Due diligence obligations under the CS3D are likewise narrowed. Mandatory due diligence will apply only to very large companies with more than 5,000 employees and a net worldwide turnover exceeding EUR 1.5 billion. By concentrating obligations on companies of this scale, the EU aims to address the most significant human rights and environmental risks while limiting indirect compliance pressure on smaller suppliers. The agreement also shifts due diligence requirements toward a risk-based approach, allowing companies to prioritize areas of actual or potential harm rather than undertaking exhaustive value chain mapping.
In addition, the provisional text removes the obligation for companies to adopt climate transition plans, a departure from earlier legislative proposals. This change is intended to further reduce compliance costs, though it has generated debate regarding the balance between simplification and long-term climate governance.

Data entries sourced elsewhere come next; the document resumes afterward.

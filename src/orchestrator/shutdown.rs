//! 停止信号
//!
//! Ctrl-C / SIGTERM 触发后，编排层不再领取新图片，进行中的请求直接放弃（不落盘）。

use tokio::sync::watch;
use tracing::{info, warn};

/// 停止信号的接收端，可随意 clone
#[derive(Clone, Debug)]
pub struct Shutdown {
    rx: watch::Receiver<bool>,
}

/// 停止信号的触发端
#[derive(Debug)]
pub struct ShutdownTrigger {
    tx: watch::Sender<bool>,
}

/// 创建一对触发端 / 接收端
pub fn channel() -> (ShutdownTrigger, Shutdown) {
    let (tx, rx) = watch::channel(false);
    (ShutdownTrigger { tx }, Shutdown { rx })
}

impl Shutdown {
    /// 永远不会触发的信号
    pub fn never() -> Self {
        channel().1
    }

    pub fn is_triggered(&self) -> bool {
        *self.rx.borrow()
    }

    /// 等待信号触发；触发端已丢弃且未触发时永远挂起
    pub async fn triggered(&self) {
        let mut rx = self.rx.clone();
        if rx.wait_for(|&stopped| stopped).await.is_err() {
            std::future::pending::<()>().await;
        }
    }
}

impl ShutdownTrigger {
    pub fn trigger(&self) {
        self.tx.send_replace(true);
    }

    pub fn subscribe(&self) -> Shutdown {
        Shutdown {
            rx: self.tx.subscribe(),
        }
    }
}

#[derive(Debug, Clone, Copy, PartialEq, Eq)]
enum SignalEvent {
    CtrlC,
    SigTerm,
    ListenerFailed,
}

/// 后台监听 Ctrl-C / SIGTERM，收到后触发停止信号
pub fn listen_for_signals() -> Shutdown {
    let (trigger, shutdown) = channel();
    tokio::spawn(async move {
        match wait_for_signal().await {
            SignalEvent::ListenerFailed => {
                warn!("⚠️ 无法监听停止信号，只能等待批次自然结束");
                // 保持触发端存活，避免接收端误判
                std::future::pending::<()>().await;
            }
            event => {
                info!("\n⏹ 收到停止信号 ({:?})，完成当前写入后退出...", event);
                trigger.trigger();
            }
        }
    });
    shutdown
}

async fn wait_for_signal() -> SignalEvent {
    let ctrl_c = async {
        match tokio::signal::ctrl_c().await {
            Ok(()) => SignalEvent::CtrlC,
            Err(error) => {
                warn!(%error, "监听 Ctrl+C 失败");
                SignalEvent::ListenerFailed
            }
        }
    };

    #[cfg(unix)]
    let sigterm = async {
        use tokio::signal::unix::{signal, SignalKind};

        match signal(SignalKind::terminate()) {
            Ok(mut term) => match term.recv().await {
                Some(_) => SignalEvent::SigTerm,
                None => SignalEvent::ListenerFailed,
            },
            Err(error) => {
                warn!(%error, "监听 SIGTERM 失败");
                SignalEvent::ListenerFailed
            }
        }
    };

    #[cfg(not(unix))]
    let sigterm = std::future::pending();

    tokio::select! {
        event = ctrl_c => event,
        event = sigterm => event,
    }
}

From an enforcement perspective, the agreement abandons plans for an EU-wide harmonized civil liability regime, leaving liability rules primarily to national law, subject to future review. Administrative penalties will be capped at 3% of a company’s net worldwide turnover, with further guidance to be issued by the European Commission. The timeline for national transposition of the CS3D has also been extended, with Member States required to implement the directive by July 2028 and companies expected to comply from July 2029.
Following the trilogue negotiations, the preliminary agreement must still be formally approved by both the European Parliament and the Council, as well as undergo legal-linguistic review. Until these steps are completed and the legislation is published in the Official Journal of the European Union, the revised rules have no legal effect and remain subject to change.